Uma das usuárias do aplicativo é a manicure Mirlei Souza Fernandes, 36, que vive com a família no Jardim São Luiz, zona sul de São Paulo. A dona de casa encontrou no aplicativo uma forma de transformar a realidade em que vivia desde que a filha mais velha, hoje com 11 anos, nasceu.

"Comecei a acessar o app durante a pandemia quando eu e meu esposo ficamos desempregados. Começamos a procurar ONGs que distribuem alimentos porque só a cesta básica fornecida pela escola não estava dando conta. Fiz o cadastro e não demorou muito para que eu fosse chamada para retirar os alimentos em um dos pontos de distribuição perto de casa", diz.

Mirlei relata que, apesar de ter procurado o app em busca de uma ajuda pontual, continuou acessando outras coisas dentro da plataforma.

"Fiz muitos cursos dentro do aplicativo: manicure, designer de sobrancelha e designer de unhas. Através do app comecei a fazer curso em outros lugares e isso me instigou a querer voltar a estudar", afirma a moradora, que já prestou vestibular para pedagogia e tem planos de ingressar na universidade no ano que vem.

"Conhecer esse app expandiu meus horizontes. Estava há 10 anos em casa sem trabalhar e isso me fez ficar muito introspectiva. Quando minha segunda filha nasceu isso se intensificou —não queria mais sair de casa. Hoje eu sei que consigo estudar, trabalhar e cuidar das minhas filhas", diz.

Mulheres são maioria na plataforma

app Akiposso+ - Comunicação Akiposso+ - Comunicação Akiposso+
Equipe do app Akiposso+ forma agentes na periferia de Guaianazes, zona leste de São Paulo
Imagem: Comunicação Akiposso+

Segundo levantamento realizado pela equipe do Akiposso+, startup que surgiu em abril de 2020, 80% dos usuários cadastrados na plataforma são mulheres e 20% delas são mães solo e chefes de família. Assim como a Mirlei, elas estão encontrando um novo caminho por meio do empreendedorismo social.

Outro trabalho realizado pelo app é a interação com os moradores dos territórios em que atua. O desenvolvimento dessa conexão dentro das comunidades é realizado pelos "agentes de transformação" ou "anjos", como também são chamados os responsáveis pelo mapeamento com os moradores.

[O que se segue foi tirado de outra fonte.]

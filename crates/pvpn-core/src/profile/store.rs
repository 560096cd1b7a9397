//! Profile file storage
//!
//! Profiles live in a single JSON array at `<data-dir>/profiles.json`:
//!
//! ```json
//! [{ "id": "...", "name": "Home", "configPath": "/etc/wireguard/home.conf", "status": "disconnected" }]
//! ```
//!
//! The `status` field mirrors the live status so the file reflects the last
//! observed state, but it is never trusted on load.

use serde::{Deserialize, Serialize};
use std::fs;
use std::path::{Path, PathBuf};

use super::types::{new_profile_id, ConnectionStatus, Profile};
use crate::error::{AddProfileError, StoreError, ValidationError};

/// File name of the profile collection inside the data directory
pub const PROFILES_FILE: &str = "profiles.json";

/// Record written when no profile file exists yet
const SEED_NAME: &str = "Home server";
const SEED_CONFIG_PATH: &str = "/etc/wireguard/home.conf";

/// On-disk shape of a profile, tolerant of missing fields
#[derive(Debug, Default, Deserialize)]
#[serde(rename_all = "camelCase")]
struct RawRecord {
    #[serde(default)]
    id: Option<String>,
    #[serde(default)]
    name: Option<String>,
    #[serde(default)]
    config_path: Option<String>,
    #[serde(default)]
    status: Option<String>,
}

#[derive(Debug, Serialize)]
#[serde(rename_all = "camelCase")]
struct RecordRef<'a> {
    id: &'a str,
    name: &'a str,
    config_path: &'a str,
    status: ConnectionStatus,
}

/// Result of a successful load
#[derive(Debug, Clone, Copy, PartialEq, Eq, Default)]
pub struct LoadSummary {
    /// Number of profiles read
    pub loaded: usize,
    /// Records that were missing an id
    pub generated_ids: usize,
    /// Whether the file was rewritten to fix ids or stale statuses
    pub healed: bool,
    /// Whether the file did not exist and was seeded
    pub seeded: bool,
}

/// Durable list of profiles with their last persisted status
pub struct ProfileStore {
    path: PathBuf,
    profiles: Vec<(Profile, ConnectionStatus)>,
}

impl ProfileStore {
    /// Create a store backed by the given file. Nothing is read until `load`.
    #[must_use]
    pub fn new(path: PathBuf) -> Self {
        Self {
            path,
            profiles: Vec::new(),
        }
    }

    /// Path of the backing file
    #[must_use]
    pub fn path(&self) -> &Path {
        &self.path
    }

    /// Read the profile file, replacing the in-memory collection.
    ///
    /// A missing file is created with one seed record. Every status is reset
    /// to disconnected; records without an id get one. If anything had to be
    /// fixed the file is rewritten immediately.
    ///
    /// # Errors
    /// Returns an error if the file cannot be read, parsed or written back.
    /// A read or parse failure leaves the collection empty; a failed
    /// write-back keeps the profiles that were read.
    pub fn load(&mut self) -> Result<LoadSummary, StoreError> {
        self.profiles.clear();

        let mut summary = LoadSummary::default();
        if !self.path.exists() {
            self.profiles.push((
                Profile::new(SEED_NAME.to_string(), SEED_CONFIG_PATH.to_string()),
                ConnectionStatus::Disconnected,
            ));
            self.save()?;
            summary.loaded = 1;
            summary.seeded = true;
            return Ok(summary);
        }

        let raw = fs::read_to_string(&self.path).map_err(|source| StoreError::Io {
            path: self.path.clone(),
            source,
        })?;
        let records: Vec<RawRecord> =
            serde_json::from_str(&raw).map_err(|source| StoreError::Parse {
                path: self.path.clone(),
                source,
            })?;

        let mut stale_status = false;
        for record in records {
            let id = match record.id.filter(|id| !id.trim().is_empty()) {
                Some(id) => id,
                None => {
                    summary.generated_ids += 1;
                    new_profile_id()
                }
            };
            if record
                .status
                .as_deref()
                .is_some_and(|status| status != "disconnected")
            {
                stale_status = true;
            }
            self.profiles.push((
                Profile {
                    id,
                    name: record.name.unwrap_or_default(),
                    config_path: record.config_path.unwrap_or_default(),
                },
                ConnectionStatus::Disconnected,
            ));
        }

        summary.loaded = self.profiles.len();
        if summary.generated_ids > 0 || stale_status {
            self.save()?;
            summary.healed = true;
        }
        Ok(summary)
    }

    /// Write the whole collection, replacing the previous file contents
    ///
    /// # Errors
    /// Returns an error if the file cannot be written
    pub fn save(&self) -> Result<(), StoreError> {
        let io_err = |source| StoreError::Io {
            path: self.path.clone(),
            source,
        };

        if let Some(parent) = self.path.parent() {
            fs::create_dir_all(parent).map_err(io_err)?;
        }

        let records: Vec<RecordRef<'_>> = self
            .profiles
            .iter()
            .map(|(p, status)| RecordRef {
                id: &p.id,
                name: &p.name,
                config_path: &p.config_path,
                status: *status,
            })
            .collect();
        let content =
            serde_json::to_string_pretty(&records).map_err(|source| StoreError::Serialize {
                path: self.path.clone(),
                source,
            })?;

        // Write next to the target and rename so readers never see half a file
        let tmp = self.path.with_extension("json.tmp");
        fs::write(&tmp, content).map_err(io_err)?;
        if let Err(e) = fs::rename(&tmp, &self.path) {
            if let Err(cleanup) = fs::remove_file(&tmp) {
                tracing::warn!("could not remove {}: {cleanup}", tmp.display());
            }
            return Err(io_err(e));
        }
        Ok(())
    }

    /// Validate and append a new profile, then persist.
    ///
    /// # Errors
    /// Returns a validation error if either field is blank, or a store error
    /// if persisting fails (the profile is kept in memory).
    pub fn add(&mut self, name: &str, config_path: &str) -> Result<Profile, AddProfileError> {
        let name = name.trim();
        let config_path = config_path.trim();
        if name.is_empty() || config_path.is_empty() {
            return Err(ValidationError(
                "name and configuration file path are required".to_string(),
            )
            .into());
        }

        let profile = Profile::new(name.to_string(), config_path.to_string());
        self.profiles
            .push((profile.clone(), ConnectionStatus::Disconnected));
        self.save()?;
        Ok(profile)
    }

    /// Remove a profile. Returns the removed profile, `None` if it was absent.
    ///
    /// # Errors
    /// Returns an error if persisting fails after removal
    pub fn remove(&mut self, id: &str) -> Result<Option<Profile>, StoreError> {
        let Some(index) = self.profiles.iter().position(|(p, _)| p.id == id) else {
            return Ok(None);
        };
        let (profile, _) = self.profiles.remove(index);
        self.save()?;
        Ok(Some(profile))
    }

    /// Mirror a status into the persisted record and save
    ///
    /// # Errors
    /// Returns an error if persisting fails
    pub fn set_status(&mut self, id: &str, status: ConnectionStatus) -> Result<(), StoreError> {
        match self.profiles.iter_mut().find(|(p, _)| p.id == id) {
            Some((_, persisted)) => {
                *persisted = status;
                self.save()
            }
            None => Ok(()),
        }
    }

    /// Look up a profile by id
    #[must_use]
    pub fn get(&self, id: &str) -> Option<&Profile> {
        self.profiles.iter().map(|(p, _)| p).find(|p| p.id == id)
    }

    /// All profiles in insertion order
    pub fn iter(&self) -> impl Iterator<Item = &Profile> {
        self.profiles.iter().map(|(p, _)| p)
    }

    #[must_use]
    pub fn len(&self) -> usize {
        self.profiles.len()
    }

    #[must_use]
    pub fn is_empty(&self) -> bool {
        self.profiles.is_empty()
    }
}

#[cfg(test)]
mod tests {
    use super::*;
    use tempfile::TempDir;

    fn store_in(dir: &TempDir) -> ProfileStore {
        ProfileStore::new(dir.path().join(PROFILES_FILE))
    }

    #[test]
    fn test_missing_file_is_seeded() {
        let dir = TempDir::new().unwrap();
        let mut store = store_in(&dir);

        let summary = store.load().unwrap();
        assert!(summary.seeded);
        assert_eq!(store.len(), 1);
        assert!(store.path().exists());

        let seed = store.iter().next().unwrap();
        assert_eq!(seed.name, SEED_NAME);
        assert!(!seed.id.is_empty());
    }

    #[test]
    fn test_load_generates_missing_ids_and_heals() {
        let dir = TempDir::new().unwrap();
        let path = dir.path().join(PROFILES_FILE);
        fs::write(
            &path,
            r#"[{"name":"Work","configPath":"/etc/wg/work.conf","status":"connected"}]"#,
        )
        .unwrap();

        let mut store = store_in(&dir);
        let summary = store.load().unwrap();
        assert_eq!(summary.generated_ids, 1);
        assert!(summary.healed);

        let raw: serde_json::Value =
            serde_json::from_str(&fs::read_to_string(&path).unwrap()).unwrap();
        assert_eq!(raw[0]["status"], "disconnected");
        assert!(raw[0]["id"].as_str().is_some_and(|id| !id.is_empty()));
    }

    #[test]
    fn test_load_clean_file_is_not_rewritten() {
        let dir = TempDir::new().unwrap();
        let path = dir.path().join(PROFILES_FILE);
        let content =
            r#"[{"id":"p1","name":"Work","configPath":"/etc/wg/work.conf","status":"disconnected"}]"#;
        fs::write(&path, content).unwrap();

        let mut store = store_in(&dir);
        let summary = store.load().unwrap();
        assert!(!summary.healed);
        assert_eq!(fs::read_to_string(&path).unwrap(), content);
    }

    #[test]
    fn test_load_garbage_falls_back_to_empty() {
        let dir = TempDir::new().unwrap();
        fs::write(dir.path().join(PROFILES_FILE), "{not json").unwrap();

        let mut store = store_in(&dir);
        assert!(matches!(store.load(), Err(StoreError::Parse { .. })));
        assert!(store.is_empty());
    }

    #[test]
    fn test_add_rejects_blank_fields() {
        let dir = TempDir::new().unwrap();
        let mut store = store_in(&dir);

        assert!(matches!(
            store.add("   ", "/etc/wg/a.conf"),
            Err(AddProfileError::Validation(_))
        ));
        assert!(matches!(store.add("Home", ""), Err(AddProfileError::Validation(_))));
        assert!(store.is_empty());
        assert!(!store.path().exists());
    }

    #[test]
    fn test_add_then_reload_keeps_identity() {
        let dir = TempDir::new().unwrap();
        let mut store = store_in(&dir);
        let added = store.add("  Home ", "/etc/wg/home.conf").unwrap();
        assert_eq!(added.name, "Home");
        store
            .set_status(&added.id, ConnectionStatus::Connected)
            .unwrap();

        let mut reloaded = store_in(&dir);
        reloaded.load().unwrap();
        let profile = reloaded.get(&added.id).unwrap();
        assert_eq!(profile, &added);

        let raw: serde_json::Value =
            serde_json::from_str(&fs::read_to_string(reloaded.path()).unwrap()).unwrap();
        assert_eq!(raw[0]["status"], "disconnected");
    }

    #[test]
    fn test_failed_rename_removes_temp_file() {
        let dir = TempDir::new().unwrap();
        let target = dir.path().join(PROFILES_FILE);
        // A non-empty directory in the way makes the rename fail
        fs::create_dir(&target).unwrap();
        fs::write(target.join("keep"), "x").unwrap();

        let mut store = store_in(&dir);
        assert!(matches!(
            store.add("Home", "/etc/wg/home.conf"),
            Err(AddProfileError::Store(StoreError::Io { .. }))
        ));
        assert!(!dir.path().join("profiles.json.tmp").exists());
    }

    #[test]
    fn test_remove_absent_is_noop() {
        let dir = TempDir::new().unwrap();
        let mut store = store_in(&dir);
        assert!(store.remove("missing").unwrap().is_none());

        let added = store.add("Home", "/etc/wg/home.conf").unwrap();
        assert_eq!(store.remove(&added.id).unwrap(), Some(added));
        assert!(store.is_empty());
    }
}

"A equipe nunca vem às comunidades sem antes ter uma ponte. No caso do meu território foi através da associação dos trabalhadores e moradia popular, que virou centro de distribuição de doações: alimentos, fraldas descartáveis, produtos de higiene, entre outros", diz a pedagoga Leila da Silva Bonfim, 40, moradora do Jaraguá e integrante do "anjos" desde 2020.

Leila se formou em assistente administrativo, logística e controladora de acesso em uma instituição parceira do app. Para ela é importante que as iniciativas não sejam apenas assistencialistas e defende que levar educação para as pessoas é fundamental para quebrar ciclos de dependência. Ela também recebeu uma bolsa de iniciação científica pelo CNPq (Conselho Nacional de Desenvolvimento Científico e Tecnológico).

O app Akiposso+ está disponível para dispositivos Android e iOS.